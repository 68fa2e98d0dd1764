//! Worker heartbeat files and health evaluation.
//!
//! Each long-running worker owns a [`StatusWriter`] that persists its state
//! atomically (temp file + rename) on every meaningful transition and on a
//! periodic heartbeat. Health probes read the file back and judge staleness.

use std::path::{Path, PathBuf};

use parking_lot::Mutex;
use serde::{Deserialize, Serialize};

use crate::utils::{atomic_write, now_millis};

/// Lifecycle state of a worker.
#[derive(Debug, Clone, Copy, PartialEq, Eq, Serialize, Deserialize)]
#[serde(rename_all = "snake_case")]
pub enum WorkerState {
    Starting,
    Connecting,
    Authenticated,
    ChannelCreated,
    Subscribed,
    Running,
    Degraded,
    Stopped,
    Error,
}

impl WorkerState {
    /// States that make a worker unhealthy regardless of file freshness.
    #[must_use]
    pub fn is_terminal(&self) -> bool {
        matches!(self, Self::Error | Self::Stopped)
    }
}

/// Snapshot persisted to a worker's status file.
#[derive(Debug, Clone, Serialize, Deserialize)]
pub struct WorkerStatus {
    pub state: WorkerState,
    /// Unix milliseconds of the last write.
    pub updated_at: u64,
    #[serde(default, skip_serializing_if = "Option::is_none")]
    pub last_error: Option<String>,
    #[serde(default)]
    pub forwarded_events: u64,
    #[serde(default)]
    pub forwarded_chunks: u64,
    #[serde(default)]
    pub active_connections: u64,
    #[serde(default)]
    pub errors: u64,
    #[serde(default, skip_serializing_if = "Option::is_none")]
    pub topics_count: Option<usize>,
}

impl WorkerStatus {
    fn new(state: WorkerState) -> Self {
        Self {
            state,
            updated_at: now_millis(),
            last_error: None,
            forwarded_events: 0,
            forwarded_chunks: 0,
            active_connections: 0,
            errors: 0,
            topics_count: None,
        }
    }
}

/// Health probe response for a worker status file.
#[derive(Debug, Serialize)]
pub struct HealthReport {
    pub healthy: bool,
    pub state: WorkerState,
    pub age_seconds: u64,
    pub stale_after_seconds: u64,
    pub status_path: String,
    pub status: WorkerStatus,
}

/// Reads a worker's status file and evaluates freshness.
///
/// `healthy` requires the file to be younger than `stale_after_seconds` and
/// the state to be non-terminal. IO and parse failures bubble up so probes
/// can answer 500.
pub fn read_health(
    path: &Path,
    stale_after_seconds: u64,
    now_ms: u64,
) -> std::io::Result<HealthReport> {
    let raw = std::fs::read_to_string(path)?;
    let status: WorkerStatus = serde_json::from_str(&raw)
        .map_err(|e| std::io::Error::new(std::io::ErrorKind::InvalidData, e))?;
    let age_seconds = now_ms.saturating_sub(status.updated_at) / 1000;
    let healthy = age_seconds <= stale_after_seconds && !status.state.is_terminal();
    Ok(HealthReport {
        healthy,
        state: status.state,
        age_seconds,
        stale_after_seconds,
        status_path: path.display().to_string(),
        status,
    })
}

/// Owns a worker's status file and serializes writes.
pub struct StatusWriter {
    path: PathBuf,
    status: Mutex<WorkerStatus>,
}

impl StatusWriter {
    /// Creates a writer and persists the initial `starting` record.
    pub fn new(path: PathBuf) -> Self {
        let writer = Self {
            path,
            status: Mutex::new(WorkerStatus::new(WorkerState::Starting)),
        };
        writer.flush();
        writer
    }

    /// Transitions the worker state and persists.
    pub fn set_state(&self, state: WorkerState) {
        {
            let mut status = self.status.lock();
            if status.state != state {
                log::info!(
                    "[Status] {} -> {:?}",
                    self.path.file_name().and_then(|n| n.to_str()).unwrap_or("worker"),
                    state
                );
            }
            status.state = state;
            status.updated_at = now_millis();
        }
        self.flush();
    }

    /// Records a fatal or degraded-transition error and persists.
    pub fn record_error(&self, state: WorkerState, error: &str) {
        {
            let mut status = self.status.lock();
            status.state = state;
            status.last_error = Some(error.to_string());
            status.errors += 1;
            status.updated_at = now_millis();
        }
        self.flush();
    }

    /// Applies a counter mutation and persists.
    pub fn update<F: FnOnce(&mut WorkerStatus)>(&self, mutate: F) {
        {
            let mut status = self.status.lock();
            mutate(&mut status);
            status.updated_at = now_millis();
        }
        self.flush();
    }

    /// Applies a counter mutation without touching the file.
    ///
    /// High-frequency counters accumulate in memory and reach disk on the
    /// next heartbeat or transition.
    pub fn bump<F: FnOnce(&mut WorkerStatus)>(&self, mutate: F) {
        mutate(&mut self.status.lock());
    }

    /// Refreshes `updated_at` without changing anything else.
    pub fn heartbeat(&self) {
        {
            self.status.lock().updated_at = now_millis();
        }
        self.flush();
    }

    fn flush(&self) {
        let payload = {
            let status = self.status.lock();
            serde_json::to_vec(&*status).unwrap_or_default()
        };
        if let Err(e) = atomic_write(&self.path, &payload) {
            log::warn!(
                "[Status] Failed to write {}: {}",
                self.path.display(),
                e
            );
        }
    }
}
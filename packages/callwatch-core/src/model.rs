//! Core data model for the realtime plane.
//!
//! Calls, events, and alerts are the three persisted row types; the ingest
//! payload and call mutation types sit at the API boundary. Timestamps are
//! Unix milliseconds internally and RFC 3339 on the wire.

use serde::{Deserialize, Serialize};
use serde_json::{Map, Value};

/// Lifecycle status of a realtime call.
#[derive(Debug, Clone, Copy, PartialEq, Eq, Default, Serialize, Deserialize)]
#[serde(rename_all = "lowercase")]
pub enum CallStatus {
    Active,
    Ended,
    #[default]
    Unknown,
}

impl CallStatus {
    /// Parses a provider status string, tolerating unknown values.
    #[must_use]
    pub fn parse(value: &str) -> Self {
        match value.to_ascii_lowercase().as_str() {
            "active" | "connected" | "alerting" => Self::Active,
            "ended" | "disconnected" | "terminated" => Self::Ended,
            _ => Self::Unknown,
        }
    }
}

/// Which side of the call produced an event.
#[derive(Debug, Clone, Copy, PartialEq, Eq, Serialize, Deserialize)]
#[serde(rename_all = "lowercase")]
pub enum Speaker {
    Agent,
    Customer,
    System,
}

/// Category of a realtime event.
#[derive(Debug, Clone, Copy, PartialEq, Eq, Serialize, Deserialize)]
#[serde(rename_all = "snake_case")]
pub enum EventType {
    Transcript,
    Sentiment,
    Status,
    Metric,
    AlertTrigger,
    AudioChunk,
    End,
    Custom,
}

/// Severity of a supervisor alert.
#[derive(Debug, Clone, Copy, PartialEq, Eq, PartialOrd, Ord, Serialize, Deserialize)]
#[serde(rename_all = "lowercase")]
pub enum Severity {
    Low,
    Medium,
    High,
    Critical,
}

/// One realtime call, keyed by the upstream-assigned `call_id`.
///
/// Created on first ingest and never destroyed; `ended` is terminal for
/// status but events may still attach (late transcripts, batch backfill).
#[derive(Debug, Clone, Serialize)]
pub struct RealtimeCall {
    pub call_id: String,
    pub provider: String,
    pub status: CallStatus,
    pub risk_score: f64,
    pub sentiment_score: f64,
    /// Unix milliseconds of the last mutation.
    pub updated_at: u64,
    #[serde(skip_serializing_if = "Option::is_none")]
    pub agent_id: Option<String>,
    #[serde(skip_serializing_if = "Option::is_none")]
    pub customer_id: Option<String>,
    pub metadata: Map<String, Value>,
}

impl RealtimeCall {
    /// Creates a fresh call row with zeroed scores.
    #[must_use]
    pub fn new(call_id: &str, now_ms: u64) -> Self {
        Self {
            call_id: call_id.to_string(),
            provider: "unknown".to_string(),
            status: CallStatus::Unknown,
            risk_score: 0.0,
            sentiment_score: 0.0,
            updated_at: now_ms,
            agent_id: None,
            customer_id: None,
            metadata: Map::new(),
        }
    }
}

/// Partial mutation merged into a call row by `upsert_call`.
///
/// `None` fields leave the stored value untouched; `updated_at` is always
/// refreshed by the repository.
#[derive(Debug, Clone, Default)]
pub struct CallMutation {
    pub provider: Option<String>,
    pub status: Option<CallStatus>,
    pub risk_score: Option<f64>,
    pub sentiment_score: Option<f64>,
    pub agent_id: Option<String>,
    pub customer_id: Option<String>,
    /// Keys merged into the call's metadata map (shallow).
    pub metadata: Option<Map<String, Value>>,
}

/// One append-only realtime event row.
#[derive(Debug, Clone, Serialize)]
pub struct RealtimeEvent {
    /// Globally monotonic id; per-call ordering follows from it.
    pub id: i64,
    pub call_id: String,
    pub event_type: EventType,
    #[serde(skip_serializing_if = "Option::is_none")]
    pub speaker: Option<Speaker>,
    #[serde(skip_serializing_if = "Option::is_none")]
    pub text: Option<String>,
    #[serde(skip_serializing_if = "Option::is_none")]
    pub sentiment: Option<f64>,
    #[serde(skip_serializing_if = "Option::is_none")]
    pub confidence: Option<f64>,
    /// Unix milliseconds the event occurred (upstream clock when provided).
    pub occurred_at: u64,
    pub metadata: Map<String, Value>,
}

/// One persisted supervisor alert row.
#[derive(Debug, Clone, Serialize)]
pub struct SupervisorAlert {
    pub id: i64,
    pub call_id: String,
    /// Rule tag, e.g. `negative_sentiment` or `escalation_keyword`.
    pub alert_type: String,
    pub severity: Severity,
    pub message: String,
    pub acknowledged: bool,
    #[serde(skip_serializing_if = "Option::is_none")]
    pub acknowledged_at: Option<u64>,
    pub created_at: u64,
    pub metadata: Map<String, Value>,
}

/// Ingest payload accepted by `POST /api/realtime/events`.
#[derive(Debug, Clone, Default, Deserialize)]
pub struct IngestEventPayload {
    #[serde(default)]
    pub provider: Option<String>,
    pub call_id: String,
    #[serde(default)]
    pub event_type: Option<String>,
    #[serde(default)]
    pub speaker: Option<Speaker>,
    #[serde(default)]
    pub text: Option<String>,
    #[serde(default)]
    pub sentiment: Option<f64>,
    #[serde(default)]
    pub confidence: Option<f64>,
    #[serde(default)]
    pub status: Option<String>,
    /// RFC 3339; server clock used when absent or unparseable.
    #[serde(default)]
    pub timestamp: Option<String>,
    #[serde(default)]
    pub agent_id: Option<String>,
    #[serde(default)]
    pub customer_id: Option<String>,
    #[serde(default)]
    pub metadata: Option<Map<String, Value>>,
}

impl IngestEventPayload {
    /// Resolves the declared event type, defaulting to `custom`.
    #[must_use]
    pub fn resolved_event_type(&self) -> EventType {
        match self
            .event_type
            .as_deref()
            .unwrap_or("custom")
            .to_ascii_lowercase()
            .as_str()
        {
            "transcript" => EventType::Transcript,
            "sentiment" => EventType::Sentiment,
            "status" => EventType::Status,
            "metric" => EventType::Metric,
            "alert_trigger" => EventType::AlertTrigger,
            "audio_chunk" => EventType::AudioChunk,
            "end" => EventType::End,
            _ => EventType::Custom,
        }
    }
}

/// Reads `metadata.metrics.<key>` as an f64, accepting integers.
#[must_use]
pub fn metric_f64(metadata: &Map<String, Value>, key: &str) -> Option<f64> {
    metadata
        .get("metrics")
        .and_then(Value::as_object)
        .and_then(|metrics| metrics.get(key))
        .and_then(Value::as_f64)
}

#[cfg(test)]
mod tests {
    use super::*;
    use serde_json::json;

    #[test]
    fn call_status_parse_tolerates_unknown() {
        assert_eq!(CallStatus::parse("active"), CallStatus::Active);
        assert_eq!(CallStatus::parse("Disconnected"), CallStatus::Ended);
        assert_eq!(CallStatus::parse("weird"), CallStatus::Unknown);
    }

    #[test]
    fn event_type_resolution_defaults_to_custom() {
        let payload = IngestEventPayload {
            call_id: "RT-1".into(),
            event_type: Some("presence_update".into()),
            ..Default::default()
        };
        assert_eq!(payload.resolved_event_type(), EventType::Custom);

        let payload = IngestEventPayload {
            call_id: "RT-1".into(),
            event_type: Some("Transcript".into()),
            ..Default::default()
        };
        assert_eq!(payload.resolved_event_type(), EventType::Transcript);
    }

    #[test]
    fn metric_extraction_reads_nested_numbers() {
        let metadata = json!({"metrics": {"dead_air_seconds": 7, "risk": 0.4}})
            .as_object()
            .cloned()
            .unwrap();
        assert_eq!(metric_f64(&metadata, "dead_air_seconds"), Some(7.0));
        assert_eq!(metric_f64(&metadata, "risk"), Some(0.4));
        assert_eq!(metric_f64(&metadata, "missing"), None);
    }

    #[test]
    fn severity_ordering_matches_escalation() {
        assert!(Severity::Critical > Severity::High);
        assert!(Severity::High > Severity::Medium);
        assert!(Severity::Medium > Severity::Low);
    }
}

----------

Copy only this part of the entries above: the line with "pub struct CallMutation", the line with "pub struct RealtimeEvent", and the lines between, all exactly as written.

* [Finished task]
pub struct CallMutation {
    pub provider: Option<String>,
    pub status: Option<CallStatus>,
    pub risk_score: Option<f64>,
    pub sentiment_score: Option<f64>,
    pub agent_id: Option<String>,
    pub customer_id: Option<String>,
    /// Keys merged into the call's metadata map (shallow).
    pub metadata: Option<Map<String, Value>>,
}

/// One append-only realtime event row.
#[derive(Debug, Clone, Serialize)]
pub struct RealtimeEvent {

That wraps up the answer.